# What you are asked to do
Scan the entries for lines with the word "Serialize" and copy those lines.

(Stored items)
Content starts

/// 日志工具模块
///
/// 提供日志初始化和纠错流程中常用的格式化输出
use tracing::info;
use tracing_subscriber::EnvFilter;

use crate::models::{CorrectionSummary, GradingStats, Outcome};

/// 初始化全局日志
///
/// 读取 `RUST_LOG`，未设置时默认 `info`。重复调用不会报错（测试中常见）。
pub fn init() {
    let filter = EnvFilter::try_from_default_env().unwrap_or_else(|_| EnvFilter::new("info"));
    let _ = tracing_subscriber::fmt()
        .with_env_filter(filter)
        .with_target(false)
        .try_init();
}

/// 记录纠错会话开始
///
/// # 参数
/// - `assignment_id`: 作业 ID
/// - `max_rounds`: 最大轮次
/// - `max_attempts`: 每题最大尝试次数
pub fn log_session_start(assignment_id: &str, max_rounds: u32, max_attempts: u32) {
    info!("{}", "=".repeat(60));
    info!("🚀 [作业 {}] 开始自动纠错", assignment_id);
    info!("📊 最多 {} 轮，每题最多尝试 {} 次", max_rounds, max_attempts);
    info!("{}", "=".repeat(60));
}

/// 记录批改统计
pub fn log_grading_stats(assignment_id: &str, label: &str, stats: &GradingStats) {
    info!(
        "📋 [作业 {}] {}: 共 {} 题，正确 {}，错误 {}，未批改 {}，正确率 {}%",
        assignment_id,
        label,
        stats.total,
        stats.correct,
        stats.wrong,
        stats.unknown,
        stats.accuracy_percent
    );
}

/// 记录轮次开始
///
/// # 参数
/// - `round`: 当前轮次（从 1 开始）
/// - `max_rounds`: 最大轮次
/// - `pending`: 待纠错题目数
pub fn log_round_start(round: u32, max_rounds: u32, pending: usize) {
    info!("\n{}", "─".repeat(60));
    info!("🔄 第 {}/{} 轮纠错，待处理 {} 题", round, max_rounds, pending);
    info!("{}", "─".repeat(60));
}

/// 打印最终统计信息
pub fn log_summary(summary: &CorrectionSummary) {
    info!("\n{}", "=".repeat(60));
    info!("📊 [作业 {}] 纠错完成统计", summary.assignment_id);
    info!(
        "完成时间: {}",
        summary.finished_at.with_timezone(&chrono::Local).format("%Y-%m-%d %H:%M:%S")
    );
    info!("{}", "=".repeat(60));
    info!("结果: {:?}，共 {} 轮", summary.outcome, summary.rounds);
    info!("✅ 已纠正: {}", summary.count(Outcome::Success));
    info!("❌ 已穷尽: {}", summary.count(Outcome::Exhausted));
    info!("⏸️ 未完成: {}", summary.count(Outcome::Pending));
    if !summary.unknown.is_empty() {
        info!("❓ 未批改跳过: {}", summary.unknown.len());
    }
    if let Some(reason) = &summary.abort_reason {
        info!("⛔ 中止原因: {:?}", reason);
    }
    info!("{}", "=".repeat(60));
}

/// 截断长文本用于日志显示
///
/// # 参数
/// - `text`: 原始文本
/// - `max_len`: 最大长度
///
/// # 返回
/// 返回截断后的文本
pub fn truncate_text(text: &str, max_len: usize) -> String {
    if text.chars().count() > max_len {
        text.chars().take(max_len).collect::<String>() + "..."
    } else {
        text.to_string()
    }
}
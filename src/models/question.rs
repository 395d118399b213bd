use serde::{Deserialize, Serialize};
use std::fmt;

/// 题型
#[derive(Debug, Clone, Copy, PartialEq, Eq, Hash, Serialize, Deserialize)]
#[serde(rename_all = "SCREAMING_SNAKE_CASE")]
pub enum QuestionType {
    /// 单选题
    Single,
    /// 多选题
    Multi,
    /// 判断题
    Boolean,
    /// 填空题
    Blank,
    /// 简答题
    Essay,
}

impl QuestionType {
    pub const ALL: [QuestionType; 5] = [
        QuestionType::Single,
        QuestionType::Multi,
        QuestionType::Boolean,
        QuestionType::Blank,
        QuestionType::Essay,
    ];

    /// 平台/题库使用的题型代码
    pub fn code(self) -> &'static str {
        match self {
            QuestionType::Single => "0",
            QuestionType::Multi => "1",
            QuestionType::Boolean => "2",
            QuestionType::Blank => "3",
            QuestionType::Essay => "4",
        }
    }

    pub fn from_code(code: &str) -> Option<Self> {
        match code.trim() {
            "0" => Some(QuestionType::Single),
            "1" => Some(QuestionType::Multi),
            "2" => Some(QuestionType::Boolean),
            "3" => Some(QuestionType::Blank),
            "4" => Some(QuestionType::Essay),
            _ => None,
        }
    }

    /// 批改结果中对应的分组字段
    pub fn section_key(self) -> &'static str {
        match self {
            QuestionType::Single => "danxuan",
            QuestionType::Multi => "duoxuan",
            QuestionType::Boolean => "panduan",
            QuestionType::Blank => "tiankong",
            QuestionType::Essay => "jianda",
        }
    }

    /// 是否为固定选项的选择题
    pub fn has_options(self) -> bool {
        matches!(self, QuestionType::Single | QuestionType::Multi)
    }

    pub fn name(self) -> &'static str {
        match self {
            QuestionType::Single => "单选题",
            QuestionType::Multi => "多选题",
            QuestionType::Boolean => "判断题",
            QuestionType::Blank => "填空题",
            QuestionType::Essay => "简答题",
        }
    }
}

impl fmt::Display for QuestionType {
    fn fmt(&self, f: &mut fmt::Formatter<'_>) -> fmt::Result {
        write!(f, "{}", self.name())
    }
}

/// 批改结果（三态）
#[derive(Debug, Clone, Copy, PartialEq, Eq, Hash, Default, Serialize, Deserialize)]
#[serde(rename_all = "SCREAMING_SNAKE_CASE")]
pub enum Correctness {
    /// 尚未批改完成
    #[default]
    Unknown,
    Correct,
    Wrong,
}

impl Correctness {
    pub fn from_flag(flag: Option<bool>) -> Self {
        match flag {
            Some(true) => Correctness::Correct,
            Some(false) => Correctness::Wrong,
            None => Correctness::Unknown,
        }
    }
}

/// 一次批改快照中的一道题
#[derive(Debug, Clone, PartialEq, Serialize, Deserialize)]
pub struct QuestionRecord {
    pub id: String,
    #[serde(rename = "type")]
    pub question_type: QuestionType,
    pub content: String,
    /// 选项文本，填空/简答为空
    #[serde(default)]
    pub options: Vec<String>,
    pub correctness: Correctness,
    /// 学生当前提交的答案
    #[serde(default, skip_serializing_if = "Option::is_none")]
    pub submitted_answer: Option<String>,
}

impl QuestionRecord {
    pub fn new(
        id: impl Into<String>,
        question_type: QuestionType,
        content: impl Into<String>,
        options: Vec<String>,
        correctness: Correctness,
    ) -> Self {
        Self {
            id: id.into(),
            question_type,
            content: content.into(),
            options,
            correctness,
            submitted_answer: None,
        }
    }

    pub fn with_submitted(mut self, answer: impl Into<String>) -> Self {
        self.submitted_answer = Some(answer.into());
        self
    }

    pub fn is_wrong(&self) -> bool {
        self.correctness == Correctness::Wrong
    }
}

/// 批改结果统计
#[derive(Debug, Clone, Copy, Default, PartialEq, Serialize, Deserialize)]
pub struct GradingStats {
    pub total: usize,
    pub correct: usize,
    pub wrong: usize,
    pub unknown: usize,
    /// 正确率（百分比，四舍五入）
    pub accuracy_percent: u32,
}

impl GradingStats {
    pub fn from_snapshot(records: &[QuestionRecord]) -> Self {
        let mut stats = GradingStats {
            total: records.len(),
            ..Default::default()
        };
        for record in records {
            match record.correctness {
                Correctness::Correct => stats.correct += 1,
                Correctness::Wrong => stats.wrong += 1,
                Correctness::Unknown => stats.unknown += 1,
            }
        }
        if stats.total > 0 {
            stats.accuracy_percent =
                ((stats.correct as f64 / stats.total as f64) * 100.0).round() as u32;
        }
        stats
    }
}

Content ends

# Result for this exercise
use serde::{Deserialize, Serialize};
#[derive(Debug, Clone, Copy, PartialEq, Eq, Hash, Serialize, Deserialize)]
#[derive(Debug, Clone, Copy, PartialEq, Eq, Hash, Default, Serialize, Deserialize)]
#[derive(Debug, Clone, PartialEq, Serialize, Deserialize)]
#[derive(Debug, Clone, Copy, Default, PartialEq, Serialize, Deserialize)]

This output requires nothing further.